Proration for HSA contributions occurs in the year in which you turn 65. Proration is calculated based on the months you were eligible after you turned 65 and your enrollment in Medicare. Your HSA contribution goes to zero beginning the first month of Medicare enrollment. If you’ve deferred Part A enrollment because you wanted to put more into your HSA, be sure to plan. When you activate Medicare Part A, the effective coverage date could be retroactive as far back as six months. You’ll need to stop your HSA contributions at least six months before your Part A enrollment since HSA contributions are disqualified during the retroactive period.

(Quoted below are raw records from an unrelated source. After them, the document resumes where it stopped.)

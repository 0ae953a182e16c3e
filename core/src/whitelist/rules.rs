//! Whitelist rule tree and its leaf predicates.

use crate::error::AppResult;
use crate::model::{Method, Request, Response};
use crate::path::ApiOperation;
use crate::report::{Message, MessageLocation};
use regex::Regex;
use std::fmt;

/// What a leaf rule inspects. Each predicate reads one side of the finding.
#[derive(Debug, Clone)]
pub enum Predicate {
    /// The finding was raised inside this `components.schemas` entity.
    IsEntity(String),
    /// The message key equals this key.
    MessageHasKey(String),
    /// The message text matches this regex.
    MessageContains(Regex),
    /// The request path contains this substring.
    PathContains(String),
    /// The request path matches this regex.
    PathMatches(Regex),
    /// A request header value contains this substring.
    HeaderContains {
        /// Header name, case-insensitive.
        name: String,
        /// Substring searched in every value.
        value: String,
    },
    /// A request header value matches this regex.
    HeaderMatches {
        /// Header name, case-insensitive.
        name: String,
        /// Pattern tried on every value.
        pattern: Regex,
    },
    /// The request method.
    MethodIs(Method),
    /// The response status code.
    ResponseStatusIs(u16),
    /// The finding concerns the request.
    IsRequest,
    /// The finding concerns the response.
    IsResponse,
    /// The resolved operation has this `operationId`.
    OperationIdIs(String),
    /// The resolved operation's path template, as declared.
    ApiPathIs(String),
}

impl Predicate {
    fn test(
        &self,
        message: &Message,
        operation: Option<&ApiOperation>,
        request: Option<&Request>,
        response: Option<&Response>,
    ) -> bool {
        let context = message.context();
        match self {
            Predicate::IsEntity(name) => context
                .and_then(|c| c.schema_entity())
                .is_some_and(|entity| entity == name),
            Predicate::MessageHasKey(key) => message.key() == key,
            Predicate::MessageContains(pattern) => pattern.is_match(message.message()),
            Predicate::PathContains(needle) => {
                request.is_some_and(|r| r.path().contains(needle.as_str()))
            }
            Predicate::PathMatches(pattern) => request.is_some_and(|r| pattern.is_match(r.path())),
            Predicate::HeaderContains { name, value } => request.is_some_and(|r| {
                r.headers()
                    .get_all(name)
                    .iter()
                    .any(|v| v.contains(value.as_str()))
            }),
            Predicate::HeaderMatches { name, pattern } => request.is_some_and(|r| {
                r.headers()
                    .get_all(name)
                    .iter()
                    .any(|v| pattern.is_match(v))
            }),
            Predicate::MethodIs(method) => request.is_some_and(|r| r.method() == *method),
            Predicate::ResponseStatusIs(status) => response.is_some_and(|r| r.status() == *status),
            Predicate::IsRequest => {
                context.and_then(|c| c.location()) == Some(MessageLocation::Request)
            }
            Predicate::IsResponse => {
                context.and_then(|c| c.location()) == Some(MessageLocation::Response)
            }
            Predicate::OperationIdIs(id) => {
                operation.and_then(ApiOperation::operation_id) == Some(id.as_str())
            }
            Predicate::ApiPathIs(template) => {
                operation.is_some_and(|op| op.api_path().original() == template)
            }
        }
    }
}

/// A composable predicate over a finding and the interaction it came from.
#[derive(Debug, Clone)]
pub enum WhitelistRule {
    /// Matches when every child matches. Empty matches everything.
    All(Vec<WhitelistRule>),
    /// Matches when any child matches. Empty matches nothing.
    Any(Vec<WhitelistRule>),
    /// A single predicate with its human readable description.
    Atomic {
        /// The check.
        predicate: Predicate,
        /// Rendered by `Display`.
        description: String,
    },
}

impl WhitelistRule {
    /// Evaluates the rule, short-circuiting on the first deciding child.
    pub fn matches(
        &self,
        message: &Message,
        operation: Option<&ApiOperation>,
        request: Option<&Request>,
        response: Option<&Response>,
    ) -> bool {
        match self {
            WhitelistRule::All(rules) => rules
                .iter()
                .all(|r| r.matches(message, operation, request, response)),
            WhitelistRule::Any(rules) => rules
                .iter()
                .any(|r| r.matches(message, operation, request, response)),
            WhitelistRule::Atomic { predicate, .. } => {
                predicate.test(message, operation, request, response)
            }
        }
    }

    /// Both rules must match. Flattens nested `All`s.
    pub fn and(self, other: WhitelistRule) -> WhitelistRule {
        match self {
            WhitelistRule::All(mut rules) => {
                rules.push(other);
                WhitelistRule::All(rules)
            }
            rule => WhitelistRule::All(vec![rule, other]),
        }
    }

    /// Either rule may match. Flattens nested `Any`s.
    pub fn or(self, other: WhitelistRule) -> WhitelistRule {
        match self {
            WhitelistRule::Any(mut rules) => {
                rules.push(other);
                WhitelistRule::Any(rules)
            }
            rule => WhitelistRule::Any(vec![rule, other]),
        }
    }
}

impl fmt::Display for WhitelistRule {
    fn fmt(&self, f: &mut fmt::Formatter<'_>) -> fmt::Result {
        let (rules, joiner) = match self {
            WhitelistRule::Atomic { description, .. } => return f.write_str(description),
            WhitelistRule::All(rules) => (rules, " and "),
            WhitelistRule::Any(rules) => (rules, " or "),
        };
        f.write_str("(")?;
        for (i, rule) in rules.iter().enumerate() {
            if i > 0 {
                f.write_str(joiner)?;
            }
            write!(f, "{}", rule)?;
        }
        f.write_str(")")
    }
}

fn atomic(predicate: Predicate, description: String) -> WhitelistRule {
    WhitelistRule::Atomic {
        predicate,
        description,
    }
}

/// Every rule must match.
pub fn all_of(rules: impl IntoIterator<Item = WhitelistRule>) -> WhitelistRule {
    WhitelistRule::All(rules.into_iter().collect())
}

/// At least one rule must match.
pub fn any_of(rules: impl IntoIterator<Item = WhitelistRule>) -> WhitelistRule {
    WhitelistRule::Any(rules.into_iter().collect())
}

/// The finding was raised inside the named `components.schemas` entity.
pub fn is_entity(name: impl Into<String>) -> WhitelistRule {
    let name = name.into();
    atomic(
        Predicate::IsEntity(name.clone()),
        format!("entity is '{}'", name),
    )
}

/// The message key is exactly `key`.
pub fn message_has_key(key: impl Into<String>) -> WhitelistRule {
    let key = key.into();
    atomic(
        Predicate::MessageHasKey(key.clone()),
        format!("message key is '{}'", key),
    )
}

/// The message text matches `pattern`.
pub fn message_contains(pattern: &str) -> AppResult<WhitelistRule> {
    Ok(atomic(
        Predicate::MessageContains(Regex::new(pattern)?),
        format!("message matches '{}'", pattern),
    ))
}

/// The request path contains `needle`.
pub fn path_contains(needle: impl Into<String>) -> WhitelistRule {
    let needle = needle.into();
    atomic(
        Predicate::PathContains(needle.clone()),
        format!("path contains '{}'", needle),
    )
}

/// The request path matches `pattern`.
pub fn path_matches(pattern: &str) -> AppResult<WhitelistRule> {
    Ok(atomic(
        Predicate::PathMatches(Regex::new(pattern)?),
        format!("path matches '{}'", pattern),
    ))
}

/// A value of request header `name` contains `value`.
pub fn header_contains(name: impl Into<String>, value: impl Into<String>) -> WhitelistRule {
    let (name, value) = (name.into(), value.into());
    let description = format!("header '{}' contains '{}'", name, value);
    atomic(Predicate::HeaderContains { name, value }, description)
}

/// A value of request header `name` matches `pattern`.
pub fn header_matches(name: impl Into<String>, pattern: &str) -> AppResult<WhitelistRule> {
    let name = name.into();
    let description = format!("header '{}' matches '{}'", name, pattern);
    Ok(atomic(
        Predicate::HeaderMatches {
            name,
            pattern: Regex::new(pattern)?,
        },
        description,
    ))
}

/// The request method is `method`.
pub fn method_is(method: Method) -> WhitelistRule {
    atomic(Predicate::MethodIs(method), format!("method is {}", method))
}

/// The response status is `status`.
pub fn response_status_is(status: u16) -> WhitelistRule {
    atomic(
        Predicate::ResponseStatusIs(status),
        format!("response status is {}", status),
    )
}

/// The finding concerns the request.
pub fn is_request() -> WhitelistRule {
    atomic(Predicate::IsRequest, "is request".to_string())
}

/// The finding concerns the response.
pub fn is_response() -> WhitelistRule {
    atomic(Predicate::IsResponse, "is response".to_string())
}

/// The resolved operation's `operationId` is `id`.
pub fn operation_id_is(id: impl Into<String>) -> WhitelistRule {
    let id = id.into();
    atomic(
        Predicate::OperationIdIs(id.clone()),
        format!("operationId is '{}'", id),
    )
}

/// The resolved operation was declared under `template`.
pub fn api_path_is(template: impl Into<String>) -> WhitelistRule {
    let template = template.into();
    atomic(
        Predicate::ApiPathIs(template.clone()),
        format!("api path is '{}'", template),
    )
}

Beware of “excess” contributions.

In 2022, annual contribution limits for HSAs are $3,650 for individual coverage and $7,300 for families. If you are 55 or older, you may contribute an additional $1,000 per year as a “catch-up.”

If you put money in your health savings account which exceeds the pro-rated monthly amount for someone eligible to make HSA contributions for Part of the entire tax year (ex: If you turn 65 mid-year), you must report them on your tax return.

Excess contributions to HSAs are not deductible. You’ll have to pay a 6% tax if you don’t remove the excess contributions. For instance, say you made $2,000 in excess contributions. You would owe the government $120.00. And that excise tax applies every year you leave excess contributions in your HSA, accruing until you make withdrawals. You could also reduce any future contributions to offset the excess.

You must meet some critical conditions to avoid the 6% excise tax. If you think you have excess contribution issues, get assistance from your health savings account administrator. Most HSAs have protocols for dealing with excess contributions by either the employee or their employer.

Remember, when dealing with excess funding issues:

  • Your withdrawal of excess funds must be made in the same tax year. You must withdraw any extra funds within the same year you deposited them.
  • Interest must also be withdrawn. Any interest you may earn from excess must also be withdrawn. You will include this interest in the “Other Income” section of the tax return for the year you make contributions and withdrawals.
  • You must report all withdrawals as income: You’ll owe income taxes on all contributions and earnings you take out of your HSA.


Bottom line: HSAs are a powerful way to reduce tax liabilities while providing money for unanticipated medical costs. However, these government-sponsored accounts have numerous perils and pitfalls of which you must be aware, especially if you are 65 or older. You must exercise caution to ensure you’ve followed the rules to the letter. Otherwise, you may have to pay a 6% excise tax. HSAs can be confusing, so you should always check with your financial advisor or qualified tax planner to discover how to get the most from your HSA without encountering tax issues.